Thanks again for your help, we appreciate your time and knowledge!
Regards,
Alex

On Thursday, 31 July 2014 05:57:35 UTC+1, Mark Walkom wrote:

1 - Looks ok, but why two replicas? You're chewing up disk for what
reason? Extra comments below.
2 - It's personal preference really and depends on how your end points
send to redis.
3 - 4GB for redis will cache quite a lot of data if you're only doing 50
events p/s (ie hours or even days based on what I've seen).
4 - No, spread it out to all the nodes. More on that below though.
5 - No it will handle that itself. Again, more on that below though.

Suggestions;
Set your indexes to (factors of) 6 shards, ie one per node, it spreads
query performance. I say "factors of" in that you can set it to 12 shards
per index to start and easily scale the node count and still spread the
load.
Split your stats and your log data into different indexes, it'll make
management and retention easier.
You can consider a master only node or (ideally) three that also handle
queries.
Preferably have an uneven number of master eligible nodes, whether you
make them VMs or physicals, that way you can ensure quorum is reached with
minimal fuss and stop split brain.
If you use VMs for master + query nodes then you might want to look at
load balancing the queries via an external service.

To give you an idea, we have a 27 node cluster - 3 masters that also
handle queries and 24 data nodes. Masters are 8GB with small disks, data
nodes are 60GB (30 heap) and 512GB disk.
We're running with one replica and have 11TB of logging data. At a high
level we're running out of disk more than heap or CPU and we're very write
heavy, with an average of 1K events p/s and comparatively minimal reads.

Regards,
Mark Walkom

Infrastructure Engineer
Campaign Monitor
email: ma...@campaignmonitor.com
web: www.campaignmonitor.com

On 31 July 2014 01:35, Alex alex....@gmail.com wrote:

Hello,

We wish to set up an entire ELK system with the following features:

  • Input from Logstash shippers located on 400 Linux VMs. Only a
    handful of log sources on each VM.
  • Data retention for 30 days, which is roughly 2TB of data in
    indexed ES JSON form (not including replica shards)
  • Estimated input data rate of 50 messages per second at peak
    hours. Mostly short or medium length one-line messages but there will be
    Java traces and very large service responses (in the form of XML) to deal
    with too.
  • The entire system would be on our company LAN.
  • The stored data will be a mix of application logs (info, errors
    etc) and server stats (CPU, memory usage etc) and would mostly be accessed
    through Kibana.

This is our current plan:

  • Have the LS shippers perform minimal parsing (but would do
    multiline). Have them point to two load-balanced servers containing Redis
    and LS indexers (which would do all parsing).
  • 2 replica shards for each index, which ramps the total data
    storage up to 6TB
  • ES cluster spread over 6 nodes. Each node is 1TB in size
  • LS indexers pointing to cluster.

So I have a couple questions regarding the setup and would greatly
appreciate the advice of someone with experience!

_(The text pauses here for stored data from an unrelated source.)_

use crate::domain::process_definition::ProcessDefinitionId;
use crate::domain::process_instance::ProcessInstanceId;
use crate::CoreError;
use async_trait::async_trait;
use chrono::{DateTime, Utc};
use serde_json::Value;
use std::any::Any;
use std::fmt::Debug;

/// Which listener group receives an event
#[derive(Debug, Clone, Copy, PartialEq, Eq, Hash)]
pub enum EventCategory {
    /// Lifecycle transitions and signal deliveries
    Process,
    /// Variable creation, update and deletion
    Variable,
}

/// Domain event trait for all events in the system
pub trait DomainEvent: Debug + Send + Sync + 'static {
    /// Returns the type of the event as a string
    fn event_type(&self) -> &'static str;

    /// Returns the process instance ID this event is associated with
    fn process_instance_id(&self) -> &ProcessInstanceId;

    /// Returns the timestamp when the event occurred
    fn timestamp(&self) -> DateTime<Utc>;

    /// Listener group for this event
    fn category(&self) -> EventCategory {
        EventCategory::Process
    }

    /// Convert to Any for downcasting to the concrete event
    fn as_any(&self) -> &dyn Any;
}

/// Handler for domain events (the event-notification sink)
#[async_trait]
pub trait DomainEventHandler: Send + Sync {
    /// Handle a domain event
    async fn handle_event(&self, event: &dyn DomainEvent) -> Result<(), CoreError>;
}

/// Event: Process instance created
#[derive(Debug, Clone)]
pub struct ProcessInstanceCreated {
    /// The unique identifier of the process instance
    pub process_instance_id: ProcessInstanceId,

    /// The definition the instance was created from
    pub process_definition_id: ProcessDefinitionId,

    /// Business key supplied at start
    pub business_key: Option<String>,

    /// The timestamp when the process instance was created
    pub timestamp: DateTime<Utc>,
}

impl DomainEvent for ProcessInstanceCreated {
    fn event_type(&self) -> &'static str {
        "PROCESS_CREATED"
    }

    fn process_instance_id(&self) -> &ProcessInstanceId {
        &self.process_instance_id
    }

    fn timestamp(&self) -> DateTime<Utc> {
        self.timestamp
    }

    fn as_any(&self) -> &dyn Any {
        self
    }
}

/// Event: Process instance started running
#[derive(Debug, Clone)]
pub struct ProcessInstanceStarted {
    /// The unique identifier of the process instance
    pub process_instance_id: ProcessInstanceId,
    /// The timestamp when the event occurred
    pub timestamp: DateTime<Utc>,
}

impl DomainEvent for ProcessInstanceStarted {
    fn event_type(&self) -> &'static str {
        "PROCESS_STARTED"
    }

    fn process_instance_id(&self) -> &ProcessInstanceId {
        &self.process_instance_id
    }

    fn timestamp(&self) -> DateTime<Utc> {
        self.timestamp
    }

    fn as_any(&self) -> &dyn Any {
        self
    }
}

/// Event: Process instance suspended by a caller
#[derive(Debug, Clone)]
pub struct ProcessInstanceSuspended {
    /// The unique identifier of the process instance
    pub process_instance_id: ProcessInstanceId,
    /// The timestamp when the event occurred
    pub timestamp: DateTime<Utc>,
}

impl DomainEvent for ProcessInstanceSuspended {
    fn event_type(&self) -> &'static str {
        "PROCESS_SUSPENDED"
    }

    fn process_instance_id(&self) -> &ProcessInstanceId {
        &self.process_instance_id
    }

    fn timestamp(&self) -> DateTime<Utc> {
        self.timestamp
    }

    fn as_any(&self) -> &dyn Any {
        self
    }
}

/// Event: Process instance resumed
#[derive(Debug, Clone)]
pub struct ProcessInstanceResumed {
    /// The unique identifier of the process instance
    pub process_instance_id: ProcessInstanceId,
    /// The timestamp when the event occurred
    pub timestamp: DateTime<Utc>,
}

impl DomainEvent for ProcessInstanceResumed {
    fn event_type(&self) -> &'static str {
        "PROCESS_RESUMED"
    }

    fn process_instance_id(&self) -> &ProcessInstanceId {
        &self.process_instance_id
    }

    fn timestamp(&self) -> DateTime<Utc> {
        self.timestamp
    }

    fn as_any(&self) -> &dyn Any {
        self
    }
}

/// Event: Process instance cancelled (deleted)
#[derive(Debug, Clone)]
pub struct ProcessInstanceCancelled {
    /// The unique identifier of the process instance
    pub process_instance_id: ProcessInstanceId,
    /// Reason given for the cancellation
    pub reason: Option<String>,
    /// The timestamp when the event occurred
    pub timestamp: DateTime<Utc>,
}

impl DomainEvent for ProcessInstanceCancelled {
    fn event_type(&self) -> &'static str {
        "PROCESS_CANCELLED"
    }

    fn process_instance_id(&self) -> &ProcessInstanceId {
        &self.process_instance_id
    }

    fn timestamp(&self) -> DateTime<Utc> {
        self.timestamp
    }

    fn as_any(&self) -> &dyn Any {
        self
    }
}

/// Event: Process instance reached an end state
#[derive(Debug, Clone)]
pub struct ProcessInstanceCompleted {
    /// The unique identifier of the process instance
    pub process_instance_id: ProcessInstanceId,
    /// The timestamp when the event occurred
    pub timestamp: DateTime<Utc>,
}

impl DomainEvent for ProcessInstanceCompleted {
    fn event_type(&self) -> &'static str {
        "PROCESS_COMPLETED"
    }

    fn process_instance_id(&self) -> &ProcessInstanceId {
        &self.process_instance_id
    }

    fn timestamp(&self) -> DateTime<Utc> {
        self.timestamp
    }

    fn as_any(&self) -> &dyn Any {
        self
    }
}

/// Event: A signal was delivered to a waiting instance
#[derive(Debug, Clone)]
pub struct SignalReceived {
    /// The unique identifier of the process instance
    pub process_instance_id: ProcessInstanceId,
    /// Name of the delivered signal
    pub signal_name: String,
    /// The timestamp when the event occurred
    pub timestamp: DateTime<Utc>,
}

impl DomainEvent for SignalReceived {
    fn event_type(&self) -> &'static str {
        "SIGNAL_RECEIVED"
    }

    fn process_instance_id(&self) -> &ProcessInstanceId {
        &self.process_instance_id
    }

    fn timestamp(&self) -> DateTime<Utc> {
        self.timestamp
    }

    fn as_any(&self) -> &dyn Any {
        self
    }
}

/// Event: Variable created in an instance scope
#[derive(Debug, Clone)]
pub struct VariableCreated {
    /// The owning process instance
    pub process_instance_id: ProcessInstanceId,
    /// Variable name
    pub name: String,
    /// Initial value
    pub value: Value,
    /// The timestamp when the event occurred
    pub timestamp: DateTime<Utc>,
}

impl DomainEvent for VariableCreated {
    fn event_type(&self) -> &'static str {
        "VARIABLE_CREATED"
    }

    fn process_instance_id(&self) -> &ProcessInstanceId {
        &self.process_instance_id
    }

    fn timestamp(&self) -> DateTime<Utc> {
        self.timestamp
    }

    fn category(&self) -> EventCategory {
        EventCategory::Variable
    }

    fn as_any(&self) -> &dyn Any {
        self
    }
}

/// Event: Variable overwritten
#[derive(Debug, Clone)]
pub struct VariableUpdated {
    /// The owning process instance
    pub process_instance_id: ProcessInstanceId,
    /// Variable name
    pub name: String,
    /// Value before the update
    pub previous_value: Value,
    /// Value after the update
    pub value: Value,
    /// The timestamp when the event occurred
    pub timestamp: DateTime<Utc>,
}

impl DomainEvent for VariableUpdated {
    fn event_type(&self) -> &'static str {
        "VARIABLE_UPDATED"
    }

    fn process_instance_id(&self) -> &ProcessInstanceId {
        &self.process_instance_id
    }

    fn timestamp(&self) -> DateTime<Utc> {
        self.timestamp
    }

    fn category(&self) -> EventCategory {
        EventCategory::Variable
    }

    fn as_any(&self) -> &dyn Any {
        self
    }
}

/// Event: Variable removed from an instance scope
#[derive(Debug, Clone)]
pub struct VariableDeleted {
    /// The owning process instance
    pub process_instance_id: ProcessInstanceId,
    /// Variable name
    pub name: String,
    /// The timestamp when the event occurred
    pub timestamp: DateTime<Utc>,
}

impl DomainEvent for VariableDeleted {
    fn event_type(&self) -> &'static str {
        "VARIABLE_DELETED"
    }

    fn process_instance_id(&self) -> &ProcessInstanceId {
        &self.process_instance_id
    }

    fn timestamp(&self) -> DateTime<Utc> {
        self.timestamp
    }

    fn category(&self) -> EventCategory {
        EventCategory::Variable
    }

    fn as_any(&self) -> &dyn Any {
        self
    }
}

  1. Does the balance between the number of nodes, the number of
    replica shards, and storage size of each node seem about right? We use
    high-performance equipment and would expect minimal downtime.

  2. What is your recommendation for the system design of the LS
    indexers and Redis? I've seen various designs with each indexer assigned to
    a single Redis, or all indexers reading from all Redises.

  3. Leading from the previous question, what would your recommend
    data size for the Redis servers be?

  4. Not sure what to do about master/data nodes. Assuming all the
    nodes are on identical hardware would it be beneficial to have a node which
    is only a master which would only handle requests?

  5. Do we need to do any additional load balancing on the ES nodes?

We are open to any and all suggestions. We have not yet committed to
any particular design so can change if needed.

Thank you for your time and responses,
Alex

--
You received this message because you are subscribed to the Google
Groups "elasticsearch" group.
To unsubscribe from this group and stop receiving emails from it, send
an email to elasticsearc...@googlegroups.com.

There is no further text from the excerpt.